- _Brief_
Whenever a line in the entries below contains the string "Андрей", copy that line.

- _The input_
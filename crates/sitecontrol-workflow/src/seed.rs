//! Mock data the store starts with.

use sitecontrol_models::{
    DayDate, EntryStatus, JournalEntry, Project, ProjectStatus, WorkItem, WorkStatus,
};

use crate::store::SiteStore;

fn seed_date(literal: &str) -> DayDate {
    DayDate::parse(literal).expect("seed dates are valid dd.mm.yyyy literals")
}

impl SiteStore {
    /// Creates a store holding the fixed demo data set: two projects, four
    /// work items, two journal entries (one pending, one accepted), no
    /// inspections.
    pub fn seeded() -> Self {
        let mut store = SiteStore::new();

        store.add_project(
            Project::new(
                "p1",
                "Школа №12",
                "г. Сургут",
                seed_date("01.08.2024"),
                seed_date("15.11.2024"),
            )
            .with_progress(67)
            .with_status(ProjectStatus::Active),
        );
        store.add_project(
            Project::new(
                "p2",
                "ЖК Северный",
                "г. Тюмень",
                seed_date("15.05.2024"),
                seed_date("20.08.2024"),
            )
            .with_progress(100)
            .with_status(ProjectStatus::Completed),
        );

        store.add_work_item(
            WorkItem::builder("w1", "p1", "Монтаж вентиляции", seed_date("25.09.2024"))
                .status(WorkStatus::InProgress)
                .progress(60)
                .assignee("Иван Петров")
                .build(),
        );
        store.add_work_item(
            WorkItem::builder("w2", "p1", "Укладка фундамента", seed_date("30.08.2024"))
                .status(WorkStatus::Accepted)
                .progress(100)
                .build(),
        );
        store.add_work_item(
            WorkItem::builder("w3", "p1", "Монтаж окон", seed_date("15.10.2024"))
                .status(WorkStatus::Completed)
                .progress(100)
                .assignee("Андрей Смирнов")
                .build(),
        );
        store.add_work_item(
            WorkItem::builder("w4", "p2", "Кровельные работы", seed_date("10.08.2024"))
                .status(WorkStatus::Accepted)
                .progress(100)
                .build(),
        );

        store.add_journal_entry(
            JournalEntry::new(
                "p1",
                "w1",
                "Иван Петров",
                "Уложено 50 м кабеля в вентшахте. Выполнена прокладка по 2 и 3 этажам согласно проекту.",
                seed_date("15.08.2024"),
            )
            .with_id("e1"),
        );

        let mut accepted = JournalEntry::new(
            "p1",
            "w3",
            "Андрей Смирнов",
            "Смонтировано 3 окна в классных комнатах. Проверена герметичность установки.",
            seed_date("14.08.2024"),
        )
        .with_id("e2");
        accepted.status = EntryStatus::Accepted;
        accepted.comment = Some("Работа выполнена качественно".to_string());
        store.add_journal_entry(accepted);

        store
    }
}

#[cfg(test)]
mod tests {
    use super::*;

    #[test]
    fn test_seeded_collections() {
        let store = SiteStore::seeded();

        assert_eq!(store.projects().len(), 2);
        assert_eq!(store.work_items().len(), 4);
        assert_eq!(store.journal().len(), 2);
        assert!(store.inspections().is_empty());
        assert!(store.active_inspection().is_none());
    }

    #[test]
    fn test_seeded_journal_newest_first() {
        let store = SiteStore::seeded();
        let journal = store.journal();

        assert_eq!(journal[0].id.as_str(), "e1");
        assert!(journal[0].submitted_on > journal[1].submitted_on);
        assert_eq!(journal[0].status, EntryStatus::Pending);
        assert_eq!(journal[1].status, EntryStatus::Accepted);
    }

    #[test]
    fn test_seeded_work_items_reference_existing_projects() {
        let store = SiteStore::seeded();
        for item in store.work_items() {
            assert!(store.project(&item.project_id).is_some(), "{}", item.id);
        }
    }

    #[test]
    fn test_seeding_is_deterministic() {
        assert_eq!(SiteStore::seeded(), SiteStore::seeded());
    }
}
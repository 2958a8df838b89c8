//! Shared application state handed to every actix-web handler, following
//! the teacher's `server/state.rs` `AppState` pattern.

use std::sync::Arc;

use crate::config::GatewayConfig;
use crate::core::circuit_breaker::CircuitBreaker;
use crate::core::heal::HealWorker;
use crate::core::health::HealthMonitor;
use crate::core::registry::ProviderRegistry;
use crate::core::reload::ReloadManager;
use crate::core::router::Router;
use crate::metrics::Metrics;

#[derive(Clone)]
pub struct AppState {
    pub config: Arc<GatewayConfig>,
    pub registry: Arc<ProviderRegistry>,
    pub router: Arc<Router>,
    pub circuit_breaker: Arc<CircuitBreaker>,
    pub health_monitor: Arc<HealthMonitor>,
    pub reload_manager: Arc<ReloadManager>,
    pub heal_worker: Arc<HealWorker>,
    pub metrics: Arc<Metrics>,
}

impl AppState {
    pub fn new(config: GatewayConfig) -> Self {
        let config = Arc::new(config);
        let registry = Arc::new(ProviderRegistry::new((*config).clone()));
        let circuit_breaker = Arc::new(CircuitBreaker::new(crate::core::circuit_breaker::CircuitBreakerConfig {
            failure_threshold: config.resilience.circuit_failure_threshold,
            recovery_timeout: std::time::Duration::from_secs(config.resilience.circuit_recovery_timeout_secs),
            success_threshold: config.resilience.circuit_success_threshold,
        }));
        let health_monitor = Arc::new(HealthMonitor::new(
            std::time::Duration::from_secs(config.resilience.health_window_secs),
            config.resilience.health_error_threshold,
            std::time::Duration::from_secs(config.resilience.heal_cooldown_secs),
        ));
        let router = Arc::new(Router::new(registry.clone(), circuit_breaker.clone(), health_monitor.clone()));
        let reload_manager = Arc::new(ReloadManager::new(
            registry.clone(),
            config.resilience.auto_apply_threshold,
            config.resilience.auto_apply_fixes,
            None,
        ));
        let heal_worker = Arc::new(HealWorker::new(
            config.resilience.heal_model.clone(),
            config.providers.iter().find(|p| p.priority == crate::config::ProviderPriority::Primary).map(|p| p.name.clone()).unwrap_or_else(|| "anthropic".to_string()),
            config.research_fallback_providers.clone(),
        ));
        let metrics = Arc::new(Metrics::new());

        if config.resilience.self_healing_enabled {
            let weak_router = crate::core::router::weak_router(&router);
            let heal_worker = heal_worker.clone();
            let reload_manager = reload_manager.clone();
            let health_monitor = health_monitor.clone();
            router.set_heal_hook(Arc::new(move |provider: String, errors| {
                let weak_router = weak_router.clone();
                let heal_worker = heal_worker.clone();
                let reload_manager = reload_manager.clone();
                let health_monitor = health_monitor.clone();
                tokio::spawn(async move {
                    let Some(router) = weak_router.upgrade() else { return };
                    let outcome = heal_worker.heal(&router, &reload_manager, &provider, &errors).await;
                    let success = matches!(
                        outcome,
                        Ok(crate::core::heal::HealOutcome::FixProposed) | Ok(crate::core::heal::HealOutcome::NoFixNeeded)
                    );
                    if let Err(error) = &outcome {
                        tracing::warn!(%provider, %error, "heal cycle errored");
                    }
                    health_monitor.handle_heal_complete(&provider, success);
                });
            }));
        }

        AppState { config, registry, router, circuit_breaker, health_monitor, reload_manager, heal_worker, metrics }
    }
}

- _Response to the exercise_
                .assignee("Андрей Смирнов")
            "Андрей Смирнов",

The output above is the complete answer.